Anyhow, even if you don’t look for the wp-login and wp-admin and clear out all cookies sent back and forth, you could still access your admin panel by asking for it directly from your webserver, i.e. from port 8080 (or however you have configured it) which will bypass Varnish.

About the author

Konstantin Kovshenin

WordPress Core Contributor, ex-Automattician, public speaker and consultant, enjoying life in Moscow.
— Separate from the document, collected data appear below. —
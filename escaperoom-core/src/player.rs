//! Player records and the authoritative progress store.
//!
//! `ProgressStore` owns the current player's in-memory state. Every
//! mutation persists synchronously (single-player save plus the shared
//! namespace) before returning; persistence failures are logged and
//! swallowed so the session keeps working when the durable store is
//! unavailable.

use std::collections::BTreeMap;

use rand::Rng;
use serde::{Deserialize, Serialize};
use thiserror::Error;

use crate::difficulty::Difficulty;
use crate::missions::MISSION_COUNT;
use crate::persist::{self, SaveFile};
use crate::validators::ValidationResult;
use crate::{Clock, ProgressStorage};

/// Progress on one mission. Updated by partial merge; a later quiz-score
/// merge never resets earlier fields.
#[derive(Debug, Clone, PartialEq, Eq, Serialize, Deserialize)]
#[serde(rename_all = "camelCase")]
pub struct MissionProgress {
    pub mission_id: u8,
    #[serde(default)]
    pub completed: bool,
    #[serde(default)]
    pub time_spent_ms: u64,
    #[serde(default)]
    pub hints_used: u32,
    #[serde(default)]
    pub score: u8,
    #[serde(default)]
    pub quiz_score: Option<u8>,
}

impl MissionProgress {
    #[must_use]
    pub fn new(mission_id: u8) -> Self {
        Self {
            mission_id,
            completed: false,
            time_spent_ms: 0,
            hints_used: 0,
            score: 0,
            quiz_score: None,
        }
    }
}

/// Partial update merged into a [`MissionProgress`]; only provided fields
/// overwrite.
#[derive(Debug, Clone, Default, PartialEq, Eq, Serialize, Deserialize)]
pub struct ProgressUpdate {
    pub completed: Option<bool>,
    /// Absolute time spent on the mission so far, not a delta.
    pub time_spent_ms: Option<u64>,
    pub hints_used: Option<u32>,
    pub score: Option<u8>,
    pub quiz_score: Option<u8>,
}

/// The mutable aggregate root for one player.
#[derive(Debug, Clone, PartialEq, Eq, Serialize, Deserialize)]
#[serde(rename_all = "camelCase")]
pub struct PlayerRecord {
    /// Opaque stable identifier, generated once and immutable.
    pub id: String,
    pub name: String,
    /// Chosen at creation; immutable afterwards.
    pub difficulty: Difficulty,
    /// Highest mission the player may access; monotone, capped at
    /// [`MISSION_COUNT`].
    pub current_mission: u8,
    #[serde(default)]
    pub progress: BTreeMap<u8, MissionProgress>,
    /// Always equals the sum of per-mission `time_spent_ms`; strictly
    /// recomputed after every merge rather than incremented.
    #[serde(default)]
    pub total_time_ms: u64,
}

impl PlayerRecord {
    /// Fresh record at mission 1 with empty progress.
    #[must_use]
    pub fn new(id: String, name: String, difficulty: Difficulty) -> Self {
        Self {
            id,
            name,
            difficulty,
            current_mission: 1,
            progress: BTreeMap::new(),
            total_time_ms: 0,
        }
    }

    /// Number of completed missions.
    #[must_use]
    pub fn completed_count(&self) -> usize {
        self.progress.values().filter(|p| p.completed).count()
    }

    /// Sorted ids of completed missions.
    #[must_use]
    pub fn completed_missions(&self) -> Vec<u8> {
        self.progress
            .values()
            .filter(|p| p.completed)
            .map(|p| p.mission_id)
            .collect()
    }

    /// Recompute the aggregate time from the per-mission entries. Keeps
    /// the sum invariant under replayed or out-of-order updates.
    pub fn recompute_total_time(&mut self) {
        self.total_time_ms = self.progress.values().map(|p| p.time_spent_ms).sum();
    }

    /// Whether the aggregate-time invariant currently holds.
    #[must_use]
    pub fn time_invariant_holds(&self) -> bool {
        self.total_time_ms == self.progress.values().map(|p| p.time_spent_ms).sum::<u64>()
    }
}

/// Errors from progress-store operations. Poor puzzle performance is
/// never an error; these cover malformed requests only.
#[derive(Debug, Error, PartialEq, Eq)]
pub enum PlayerError {
    #[error("player name must not be empty")]
    EmptyName,
    #[error("mission id {0} is not in the catalog")]
    UnknownMission(u8),
    #[error("no player has been created yet")]
    NoPlayer,
}

/// Single authoritative in-memory representation of the current player.
pub struct ProgressStore<S: ProgressStorage, C: Clock> {
    storage: S,
    clock: C,
    player: Option<PlayerRecord>,
}

impl<S: ProgressStorage, C: Clock> ProgressStore<S, C> {
    pub const fn new(storage: S, clock: C) -> Self {
        Self {
            storage,
            clock,
            player: None,
        }
    }

    /// The current player, if one exists.
    #[must_use]
    pub const fn player(&self) -> Option<&PlayerRecord> {
        self.player.as_ref()
    }

    /// Rehydrate the store from the single-player save, if present.
    /// Returns whether a player was restored.
    ///
    /// # Errors
    ///
    /// Returns an error if the backend cannot be read. Corrupt JSON is
    /// logged and treated as no save.
    pub fn load_existing(&mut self) -> anyhow::Result<bool> {
        match persist::load_save(&self.storage) {
            Ok(Some(SaveFile {
                player: Some(mut player),
                ..
            })) => {
                // A hand-edited save can carry an out-of-range pointer.
                player.current_mission = player.current_mission.clamp(1, MISSION_COUNT);
                self.player = Some(player);
                Ok(true)
            }
            Ok(_) => Ok(false),
            Err(persist::PersistError::Json(err)) => {
                log::warn!("save file is corrupt, starting fresh: {err}");
                Ok(false)
            }
            Err(err) => Err(err.into()),
        }
    }

    /// Create a fresh player at mission 1. The name must be non-empty
    /// after trimming.
    ///
    /// # Errors
    ///
    /// Returns [`PlayerError::EmptyName`] for a blank name.
    pub fn create_player(
        &mut self,
        name: &str,
        difficulty: Difficulty,
    ) -> Result<&PlayerRecord, PlayerError> {
        let trimmed = name.trim();
        if trimmed.is_empty() {
            return Err(PlayerError::EmptyName);
        }
        let record = PlayerRecord::new(generate_player_id(), trimmed.to_string(), difficulty);
        self.player = Some(record);
        self.persist();
        self.player.as_ref().ok_or(PlayerError::NoPlayer)
    }

    /// Merge a partial update into the mission's progress entry, creating
    /// a default entry if none exists, then strictly recompute the
    /// aggregate time.
    ///
    /// # Errors
    ///
    /// Returns an error if no player exists or the mission id is not in
    /// the catalog.
    pub fn update_mission_progress(
        &mut self,
        mission_id: u8,
        update: &ProgressUpdate,
    ) -> Result<(), PlayerError> {
        let player = self.player.as_mut().ok_or(PlayerError::NoPlayer)?;
        if mission_id == 0 || mission_id > MISSION_COUNT {
            return Err(PlayerError::UnknownMission(mission_id));
        }
        let entry = player
            .progress
            .entry(mission_id)
            .or_insert_with(|| MissionProgress::new(mission_id));
        if let Some(completed) = update.completed {
            entry.completed = completed;
        }
        if let Some(time_spent_ms) = update.time_spent_ms {
            entry.time_spent_ms = time_spent_ms;
        }
        if let Some(hints_used) = update.hints_used {
            entry.hints_used = hints_used;
        }
        if let Some(score) = update.score {
            entry.score = score.min(100);
        }
        if let Some(quiz_score) = update.quiz_score {
            entry.quiz_score = Some(quiz_score.min(100));
        }
        player.recompute_total_time();
        self.persist();
        Ok(())
    }

    /// The sanctioned path for marking a mission completed: carries a
    /// validator's verdict into the progress entry. Completion and best
    /// score are monotone; a later failed attempt does not un-complete.
    ///
    /// # Errors
    ///
    /// Returns an error if no player exists or the mission id is unknown.
    pub fn apply_validation(
        &mut self,
        mission_id: u8,
        result: &ValidationResult,
    ) -> Result<(), PlayerError> {
        let existing = self
            .player
            .as_ref()
            .ok_or(PlayerError::NoPlayer)?
            .progress
            .get(&mission_id);
        let completed = result.success || existing.is_some_and(|p| p.completed);
        let score = existing
            .map_or(result.score, |p| p.score.max(result.score));
        self.update_mission_progress(
            mission_id,
            &ProgressUpdate {
                completed: Some(completed),
                score: Some(score),
                ..ProgressUpdate::default()
            },
        )
    }

    /// Hint-usage event from the UI; bumps the mission's counter.
    ///
    /// # Errors
    ///
    /// Returns an error if no player exists or the mission id is unknown.
    pub fn record_hint_used(&mut self, mission_id: u8) -> Result<(), PlayerError> {
        let hints = self
            .player
            .as_ref()
            .ok_or(PlayerError::NoPlayer)?
            .progress
            .get(&mission_id)
            .map_or(0, |p| p.hints_used)
            .saturating_add(1);
        self.update_mission_progress(
            mission_id,
            &ProgressUpdate {
                hints_used: Some(hints),
                ..ProgressUpdate::default()
            },
        )
    }

    /// Record the knowledge-quiz score for a mission without touching any
    /// other field.
    ///
    /// # Errors
    ///
    /// Returns an error if no player exists or the mission id is unknown.
    pub fn record_quiz_score(&mut self, mission_id: u8, score: u8) -> Result<(), PlayerError> {
        self.update_mission_progress(
            mission_id,
            &ProgressUpdate {
                quiz_score: Some(score),
                ..ProgressUpdate::default()
            },
        )
    }

    /// Advance the unlock pointer, saturating at the mission count.
    /// Idempotent at the ceiling.
    ///
    /// # Errors
    ///
    /// Returns an error if no player exists.
    pub fn unlock_next_mission(&mut self) -> Result<u8, PlayerError> {
        let player = self.player.as_mut().ok_or(PlayerError::NoPlayer)?;
        player.current_mission = player.current_mission.saturating_add(1).min(MISSION_COUNT);
        let unlocked = player.current_mission;
        self.persist();
        Ok(unlocked)
    }

    /// Change the display name. Identity and difficulty stay fixed.
    ///
    /// # Errors
    ///
    /// Returns an error if no player exists or the name is blank.
    pub fn rename_player(&mut self, name: &str) -> Result<(), PlayerError> {
        let trimmed = name.trim();
        if trimmed.is_empty() {
            return Err(PlayerError::EmptyName);
        }
        let player = self.player.as_mut().ok_or(PlayerError::NoPlayer)?;
        player.name = trimmed.to_string();
        self.persist();
        Ok(())
    }

    /// Clear to a fresh unnamed state. The old record is removed from the
    /// shared namespace; the next `create_player` assigns a new id.
    pub fn reset_player(&mut self) {
        if let Some(player) = self.player.take() {
            if let Err(err) = persist::remove_from_shared(&self.storage, &player.id) {
                log::warn!("failed to remove player from shared namespace: {err}");
            }
        }
        if let Err(err) = persist::clear_save(&self.storage) {
            log::warn!("failed to clear save: {err}");
        }
    }

    /// Write-through of the current player to both the single-player save
    /// and the shared namespace. Failures are logged and swallowed; the
    /// in-memory state stays authoritative.
    fn persist(&self) {
        let Some(player) = &self.player else {
            return;
        };
        if let Err(err) = persist::save_player(&self.storage, player) {
            log::warn!("progress save failed (continuing in memory): {err}");
        }
        if let Err(err) =
            persist::save_player_to_shared(&self.storage, player, self.clock.now_ms())
        {
            log::warn!("shared-namespace save failed (continuing in memory): {err}");
        }
    }
}

fn generate_player_id() -> String {
    let n: u32 = rand::thread_rng().r#gen();
    format!("player-{n:08x}")
}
I blog about tech, WordPress and DevOps.

9 comments

  • If you’d like to by-pass Varnish on your frontend you can too, by accessing your pages with your nginx port postfix, for example kovshenin.com:8080/path/to/post and if WordPress is redirecting you back to the original domain (without the port postfix) you can remove the action that’s doing that from your functions.php file or a plugin:

    remove_action( ‘template_redirect’, ‘redirect_canonical’ );

    Note that it’s not the brightest idea since hits to URLs without the trailing slash will not redirect too, which is a potential cause for duplicate content penalties. Use with caution ;)

  • Hi,

    I tried Varnish once. However, I could not see any difference in using it. Either I have not configured it properly or my website did not have enough visitors to test it in real terms. :) BTW, I used almost the same set up as yours a VPS (with Amazon Linux on EC2), nginx on 8080, and Varnish on port 80. I did use W3TC too. Once I didn’t see any performance increase, I switched nginx back to 80. I can’t wait to try your tips (mentioned in this post and in the other post on comments). Thanks for the tips.

    • Hi Pothi, thanks for your feedback. Perhaps the first thing to do when Varnish is up and running is to inspect varnishstat and compare cache hits against cache misses. Anyways, I’ll keep you posted on where I land with WordPress and perhaps make a plugin out of it too someday. Cheers and thanks for your comment :)

    • Hi Konstantin,

      I didn’t notice varnishstat earlier when I tried varnish. Thanks for the tip, again.